Night of the Animals

She heard Burt whisper moistly, “What’s that mean? What’s ‘con-tex’?”


Right beside her was Tom P., who had been carefully dropping bits of tobacco into his old Golden Virginia rolling machine. Tom put the device on his knee and sat up, as if he had been misbehaving while a schoolmarm intoned facts. Astrid was swept with stomach-churning self-consciousness. Why did she always have to sound so stiff at FA meetings? she asked herself miserably. But she went on, she had to: “Oh dammit, how do I put this? You all know I work for the Royal Parks Police. I have a staff of twelve PCs and three sergeants who cover the Hyde and Regent’s parks. Well, my Opticall panels are going off even tonight and I just can’t answer this time, and I don’t think I’ll ever go back to work again—I’m packing it in. I feel as though I want to act out, if you understand?” She looked down into her hands, and opened and closed them into limps fists. “There are lights on—at the fucking zoo. The zoo! I need to tell you about that. Does that make sense?”

Tom leaned forward in his chair, and twisted to one side. He looked directly at Astrid with a strange expression, raising his eyes and gritting his teeth, and then it struck: a magnificent, darkly pneumonic, arse-splitting fart. It was loud and proud, though poor Tom instantly turned crimson.

“Oh, I’m sorry.”

The whole room exploded. A few people stood up, slapping their legs and doubling over. The chairperson of the meeting, a wintry-souled Glaswegian named Fred, started banging a tiny wooden gavel. “Oooo-kay! Oooo-kay!” he kept saying. “Let the laaaaaaaay-dee have her say.” But then Fred’s face broke into a helpless grin. He still banged the gavel, but no one, least of all himself, was able to pay attention to anything other than the complete hilarity of the situation.

Just then, a small, tightly built Indigent named Marcus, whom she didn’t care for, goaded, “Keep talking, Astrid. Keep it up!”

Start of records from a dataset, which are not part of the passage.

//! Checkouts Repository

use jiff::Timestamp;
use jiff_sqlx::Timestamp as SqlxTimestamp;
use serde_json::Value;
use sqlx::{
    FromRow, Postgres, Row, Transaction, postgres::PgRow, query, query_as, query_scalar,
    types::Json,
};
use tracing::debug;
use uuid::Uuid;

use crate::domain::{
    addresses::records::AddressUuid,
    carts::attributes::{SelectedAttribute, SelectedAttributes},
    checkouts::{
        data::CheckoutListQuery,
        records::{
            CheckoutItemRecord, CheckoutItemUuid, CheckoutRecord, CheckoutUuid, CurrentStatus,
            PaymentMethod, PaymentStatus, ProductSnapshot,
        },
        totals::OrderTotals,
    },
    columns::{try_get_amount, try_get_enum, try_i64_from_u64},
    coupons::records::CouponUuid,
    shipping::records::ShippingMethodUuid,
    statuses::records::OrderStatusUuid,
    users::UserUuid,
};

const CREATE_CHECKOUT_SQL: &str = include_str!("../sql/create_checkout.sql");
const CREATE_CHECKOUT_ITEM_SQL: &str = include_str!("../sql/create_checkout_item.sql");
const GET_CHECKOUT_SQL: &str = include_str!("../sql/get_checkout.sql");
const GET_USER_CHECKOUT_SQL: &str = include_str!("../sql/get_user_checkout.sql");
const LOCK_CHECKOUT_SQL: &str = include_str!("../sql/lock_checkout.sql");
const LIST_CHECKOUTS_SQL: &str = include_str!("../sql/list_checkouts.sql");
const COUNT_CHECKOUTS_SQL: &str = include_str!("../sql/count_checkouts.sql");
const LIST_CHECKOUT_ITEMS_SQL: &str = include_str!("../sql/list_checkout_items.sql");
const UPDATE_TOTALS_SQL: &str = include_str!("../sql/update_totals.sql");
const UPDATE_STATUS_SQL: &str = include_str!("../sql/update_status.sql");
const UPDATE_PAYMENT_SQL: &str = include_str!("../sql/update_payment.sql");

/// Header columns of an order that is about to be inserted.
#[derive(Debug, Clone)]
pub(crate) struct PendingCheckout {
    pub uuid: CheckoutUuid,
    pub order_number: String,
    pub user_uuid: UserUuid,
    pub billing_address_uuid: AddressUuid,
    pub shipping_address_uuid: AddressUuid,
    pub shipping_method_uuid: ShippingMethodUuid,
    pub coupon_uuid: Option<CouponUuid>,
    pub payment_method: PaymentMethod,
    pub status_uuid: OrderStatusUuid,
    pub notes: Option<String>,
    pub created_at: Timestamp,
}

/// A priced order line with its product snapshot, ready to insert.
#[derive(Debug, Clone)]
pub(crate) struct OrderLine {
    pub product: ProductSnapshot,
    pub unit_price: u64,
    pub quantity: u64,
    pub selected_attributes: SelectedAttributes,
}

impl OrderLine {
    pub(crate) fn line_total(&self) -> u64 {
        self.unit_price.saturating_mul(self.quantity)
    }
}

/// An order header joined with its current status, without lines.
#[derive(Debug, Clone)]
pub(crate) struct CheckoutHeader {
    pub uuid: CheckoutUuid,
    pub order_number: String,
    pub user_uuid: UserUuid,
    pub billing_address_uuid: AddressUuid,
    pub shipping_address_uuid: AddressUuid,
    pub shipping_method_uuid: ShippingMethodUuid,
    pub coupon_uuid: Option<CouponUuid>,
    pub totals: OrderTotals,
    pub payment_method: PaymentMethod,
    pub payment_status: PaymentStatus,
    pub payment_details: Option<Value>,
    pub status: CurrentStatus,
    pub last_status_note: Option<String>,
    pub notes: Option<String>,
    pub created_at: Timestamp,
    pub updated_at: Timestamp,
    pub paid_at: Option<Timestamp>,
    pub canceled_at: Option<Timestamp>,
    pub refunded_at: Option<Timestamp>,
}

impl CheckoutHeader {
    pub(crate) fn into_record(self, items: Vec<CheckoutItemRecord>) -> CheckoutRecord {
        CheckoutRecord {
            uuid: self.uuid,
            order_number: self.order_number,
            user_uuid: self.user_uuid,
            items,
            billing_address_uuid: self.billing_address_uuid,
            shipping_address_uuid: self.shipping_address_uuid,
            shipping_method_uuid: self.shipping_method_uuid,
            coupon_uuid: self.coupon_uuid,
            subtotal: self.totals.subtotal,
            shipping_charge: self.totals.shipping_charge,
            discount: self.totals.discount,
            tax: self.totals.tax,
            total: self.totals.total,
            payment_method: self.payment_method,
            payment_status: self.payment_status,
            payment_details: self.payment_details,
            status: self.status,
            last_status_note: self.last_status_note,
            notes: self.notes,
            created_at: self.created_at,
            updated_at: self.updated_at,
            paid_at: self.paid_at,
            canceled_at: self.canceled_at,
            refunded_at: self.refunded_at,
        }
    }
}

#[derive(Debug, Clone, Default)]
pub(crate) struct PgCheckoutsRepository;

impl PgCheckoutsRepository {
    #[must_use]
    pub(crate) fn new() -> Self {
        Self
    }

    pub(crate) async fn create_checkout(
        &self,
        tx: &mut Transaction<'_, Postgres>,
        checkout: &PendingCheckout,
    ) -> Result<(), sqlx::Error> {
        query(CREATE_CHECKOUT_SQL)
            .bind(checkout.uuid)
            .bind(&checkout.order_number)
            .bind(checkout.user_uuid)
            .bind(checkout.billing_address_uuid)
            .bind(checkout.shipping_address_uuid)
            .bind(checkout.shipping_method_uuid)
            .bind(checkout.coupon_uuid)
            .bind(checkout.payment_method.as_str())
            .bind(checkout.status_uuid)
            .bind(checkout.notes.as_deref())
            .bind(SqlxTimestamp::from(checkout.created_at))
            .execute(&mut **tx)
            .await?;

        Ok(())
    }

    pub(crate) async fn create_checkout_items(
        &self,
        tx: &mut Transaction<'_, Postgres>,
        checkout: CheckoutUuid,
        lines: &[OrderLine],
    ) -> Result<(), sqlx::Error> {
        for line in lines {
            query(CREATE_CHECKOUT_ITEM_SQL)
                .bind(CheckoutItemUuid::new())
                .bind(checkout)
                .bind(line.product.product_uuid)
                .bind(&line.product.name)
                .bind(&line.product.sku)
                .bind(line.product.image.as_deref())
                .bind(line.product.category_uuid)
                .bind(try_i64_from_u64(line.unit_price, "unit_price")?)
                .bind(try_i64_from_u64(line.quantity, "quantity")?)
                .bind(try_i64_from_u64(line.line_total(), "line_total")?)
                .bind(Json(line.selected_attributes.as_slice()))
                .execute(&mut **tx)
                .await?;
        }

        debug!(lines = lines.len(), "inserted checkout items");

        Ok(())
    }

    pub(crate) async fn get_checkout(
        &self,
        tx: &mut Transaction<'_, Postgres>,
        checkout: CheckoutUuid,
    ) -> Result<CheckoutHeader, sqlx::Error> {
        query_as::<Postgres, CheckoutHeader>(GET_CHECKOUT_SQL)
            .bind(checkout)
            .fetch_one(&mut **tx)
            .await
    }

    pub(crate) async fn get_user_checkout(
        &self,
        tx: &mut Transaction<'_, Postgres>,
        user: UserUuid,
        checkout: CheckoutUuid,
    ) -> Result<CheckoutHeader, sqlx::Error> {
        query_as::<Postgres, CheckoutHeader>(GET_USER_CHECKOUT_SQL)
            .bind(checkout)
            .bind(user)
            .fetch_one(&mut **tx)
            .await
    }

    pub(crate) async fn lock_checkout(
        &self,
        tx: &mut Transaction<'_, Postgres>,
        checkout: CheckoutUuid,
    ) -> Result<CheckoutHeader, sqlx::Error> {
        query_as::<Postgres, CheckoutHeader>(LOCK_CHECKOUT_SQL)
            .bind(checkout)
            .fetch_one(&mut **tx)
            .await
    }

    pub(crate) async fn list_checkouts(
        &self,
        tx: &mut Transaction<'_, Postgres>,
        list: &CheckoutListQuery,
    ) -> Result<Vec<CheckoutHeader>, sqlx::Error> {
        let order_by = format!(
            "{column} {direction}, c.uuid {direction}",
            column = list.sort.column(),
            direction = list.direction.keyword(),
        );
        let sql = LIST_CHECKOUTS_SQL.replace("{order_by}", &order_by);

        query_as::<Postgres, CheckoutHeader>(&sql)
            .bind(list.user)
            .bind(try_i64_from_u64(list.limit, "limit")?)
            .bind(try_i64_from_u64(list.offset, "offset")?)
            .fetch_all(&mut **tx)
            .await
    }

    pub(crate) async fn count_checkouts(
        &self,
        tx: &mut Transaction<'_, Postgres>,
        user: Option<UserUuid>,
    ) -> Result<u64, sqlx::Error> {
        let count: i64 = query_scalar(COUNT_CHECKOUTS_SQL)
            .bind(user)
            .fetch_one(&mut **tx)
            .await?;

        Ok(count.unsigned_abs())
    }

    pub(crate) async fn list_checkout_items(
        &self,
        tx: &mut Transaction<'_, Postgres>,
        checkouts: &[CheckoutUuid],
    ) -> Result<Vec<CheckoutItemRecord>, sqlx::Error> {
        let uuids: Vec<Uuid> = checkouts
            .iter()
            .map(|checkout| checkout.into_uuid())
            .collect();

        query_as::<Postgres, CheckoutItemRecord>(LIST_CHECKOUT_ITEMS_SQL)
            .bind(&uuids)
            .fetch_all(&mut **tx)
            .await
    }

    pub(crate) async fn update_totals(
        &self,
        tx: &mut Transaction<'_, Postgres>,
        checkout: CheckoutUuid,
        totals: &OrderTotals,
    ) -> Result<u64, sqlx::Error> {
        let rows_affected = query(UPDATE_TOTALS_SQL)
            .bind(checkout)
            .bind(try_i64_from_u64(totals.subtotal, "subtotal")?)
            .bind(try_i64_from_u64(totals.shipping_charge, "shipping_charge")?)
            .bind(try_i64_from_u64(totals.discount, "discount")?)
            .bind(try_i64_from_u64(totals.tax, "tax")?)
            .bind(try_i64_from_u64(totals.total, "total")?)
            .execute(&mut **tx)
            .await?
            .rows_affected();

        Ok(rows_affected)
    }

    /// Move an order to `status`. `cancelled` also stamps `canceled_at`.
    pub(crate) async fn update_status(
        &self,
        tx: &mut Transaction<'_, Postgres>,
        checkout: CheckoutUuid,
        status: OrderStatusUuid,
        note: Option<&str>,
        cancelled: bool,
    ) -> Result<u64, sqlx::Error> {
        let rows_affected = query(UPDATE_STATUS_SQL)
            .bind(checkout)
            .bind(status)
            .bind(note)
            .bind(cancelled)
            .execute(&mut **tx)
            .await?
            .rows_affected();

        Ok(rows_affected)
    }

    pub(crate) async fn update_payment(
        &self,
        tx: &mut Transaction<'_, Postgres>,
        checkout: CheckoutUuid,
        status: PaymentStatus,
        details: Option<&Value>,
    ) -> Result<u64, sqlx::Error> {
        let rows_affected = query(UPDATE_PAYMENT_SQL)
            .bind(checkout)
            .bind(status.as_str())
            .bind(details.map(Json))
            .execute(&mut **tx)
            .await?
            .rows_affected();

        Ok(rows_affected)
    }
}

fn try_get_timestamp(row: &PgRow, col: &str) -> Result<Option<Timestamp>, sqlx::Error> {
    Ok(row
        .try_get::<Option<SqlxTimestamp>, _>(col)?
        .map(|timestamp| timestamp.to_jiff()))
}

impl<'r> FromRow<'r, PgRow> for CheckoutHeader {
    fn from_row(row: &'r PgRow) -> sqlx::Result<Self> {
        let payment_details: Option<Json<Value>> = row.try_get("payment_details")?;

        Ok(Self {
            uuid: row.try_get("uuid")?,
            order_number: row.try_get("order_number")?,
            user_uuid: row.try_get("user_uuid")?,
            billing_address_uuid: row.try_get("billing_address_uuid")?,
            shipping_address_uuid: row.try_get("shipping_address_uuid")?,
            shipping_method_uuid: row.try_get("shipping_method_uuid")?,
            coupon_uuid: row.try_get("coupon_uuid")?,
            totals: OrderTotals {
                subtotal: try_get_amount(row, "subtotal")?,
                shipping_charge: try_get_amount(row, "shipping_charge")?,
                discount: try_get_amount(row, "discount")?,
                tax: try_get_amount(row, "tax")?,
                total: try_get_amount(row, "total")?,
            },
            payment_method: try_get_enum(row, "payment_method")?,
            payment_status: try_get_enum(row, "payment_status")?,
            payment_details: payment_details.map(|Json(details)| details),
            status: CurrentStatus {
                uuid: row.try_get("status_uuid")?,
                code: row.try_get("status_code")?,
                title: row.try_get("status_title")?,
                is_terminal: row.try_get("status_is_terminal")?,
            },
            last_status_note: row.try_get("last_status_note")?,
            notes: row.try_get("notes")?,
            created_at: row.try_get::<SqlxTimestamp, _>("created_at")?.to_jiff(),
            updated_at: row.try_get::<SqlxTimestamp, _>("updated_at")?.to_jiff(),
            paid_at: try_get_timestamp(row, "paid_at")?,
            canceled_at: try_get_timestamp(row, "canceled_at")?,
            refunded_at: try_get_timestamp(row, "refunded_at")?,
        })
    }
}

impl<'r> FromRow<'r, PgRow> for CheckoutItemRecord {
    fn from_row(row: &'r PgRow) -> sqlx::Result<Self> {
        let Json(selected): Json<Vec<SelectedAttribute>> = row.try_get("selected_attributes")?;

        Ok(Self {
            uuid: row.try_get("uuid")?,
            checkout_uuid: row.try_get("checkout_uuid")?,
            product: ProductSnapshot {
                product_uuid: row.try_get("product_uuid")?,
                name: row.try_get("product_name")?,
                sku: row.try_get("product_sku")?,
                image: row.try_get("product_image")?,
                category_uuid: row.try_get("product_category_uuid")?,
            },
            unit_price: try_get_amount(row, "unit_price")?,
            quantity: try_get_amount(row, "quantity")?,
            line_total: try_get_amount(row, "line_total")?,
            selected_attributes: SelectedAttributes::new(selected),
            created_at: row.try_get::<SqlxTimestamp, _>("created_at")?.to_jiff(),
        })
    }
}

Astrid was mortified. She pretended to laugh, too, but the impulse had to be entirely, and not easily, faked. Here she had been trying to discuss an important issue in her life, one that involved economic security and moral impropriety and the society of peers and madness and depression, and she had lost the floor to juvenile crudeness. It seemed to her that with the stink had also come a total disillusionment with this meeting. She instinctively blamed people like Marcus—but part of her knew this wasn’t the problem. She was the problem. The zoo was the problem.

Fred said, “Go ahead, Astrid. You finish what you were saying, lassy.” A rivulet of milky tea had spiked out from beneath her chair; someone had knocked over a cup. She heard Louisa say, “Fuck! Get a tea towel! Get that stuff sopped up now!”

Astrid said, “I think that’s it. I said what I needed to say.”

“No it’s not, out with it,” someone said. “Please, Astrid.”

“Shouldn’t a copper be answering her Opticalls,” another person cracked.

“Hey, listen,” Astrid said, irritably.

The silence came on again. All the snickering ended—it was as if Astrid Sullivan was a scythe of sternness, mowing down every sign of good humor in the room. By the time she felt, after a long silence, that she might start in again about her job, and perhaps broach the more important subject of her deadened emotional life, Marcus jumped in, not even waiting for the traditional “thank you” FA members said after another member spoke.

Marcus said, “Me ex-wife is trying to keep me from seeing my kid, in little, sneaky ways.” Shaking his long brown hair mullet, and sniffing, he gazed around to see if anyone was paying attention.

Astrid could almost physically feel the room lighten up and take earnest interest in Marcus’s plight. “I bought the boy a bicycle, a three-wheeler trainer thing, and—I’m just going to say it—the two-bone bitch sold the bicycle on that OpticAuctions business!”

Everyone seemed stilled by the intensity of Marcus’s words; many bowed their heads.

“I’m sorry,” Marcus said, his Dublin brogue coming in. “I’m just angry. I know it’s not good but I hate her.” Several listeners nodded. Louisa put her hand on Marcus’s shoulder.

Astrid felt envious and sad about the Seamen’s Rest lot’s embracing of the hotheaded Marcus over her, then felt angry at herself for her jealousy.

Tom leaned close to her. He said, in a kind, low voice, “Astrid, I’m so sorry. Don’t mind us. You know an open meeting at the Seamen’s Rest isn’t necessarily the best place to bring up anything too personal; they’ll chew you up here. We love you, Astrid, we do. Let’s go have a chat after the meeting, OK?”

Astrid usually felt great affection for Tom, but at that moment she wanted to grab one of the pots of tea and dump it on his head. Instead, she smiled. Of course she smiled, and said distantly, “Thanks for the input.”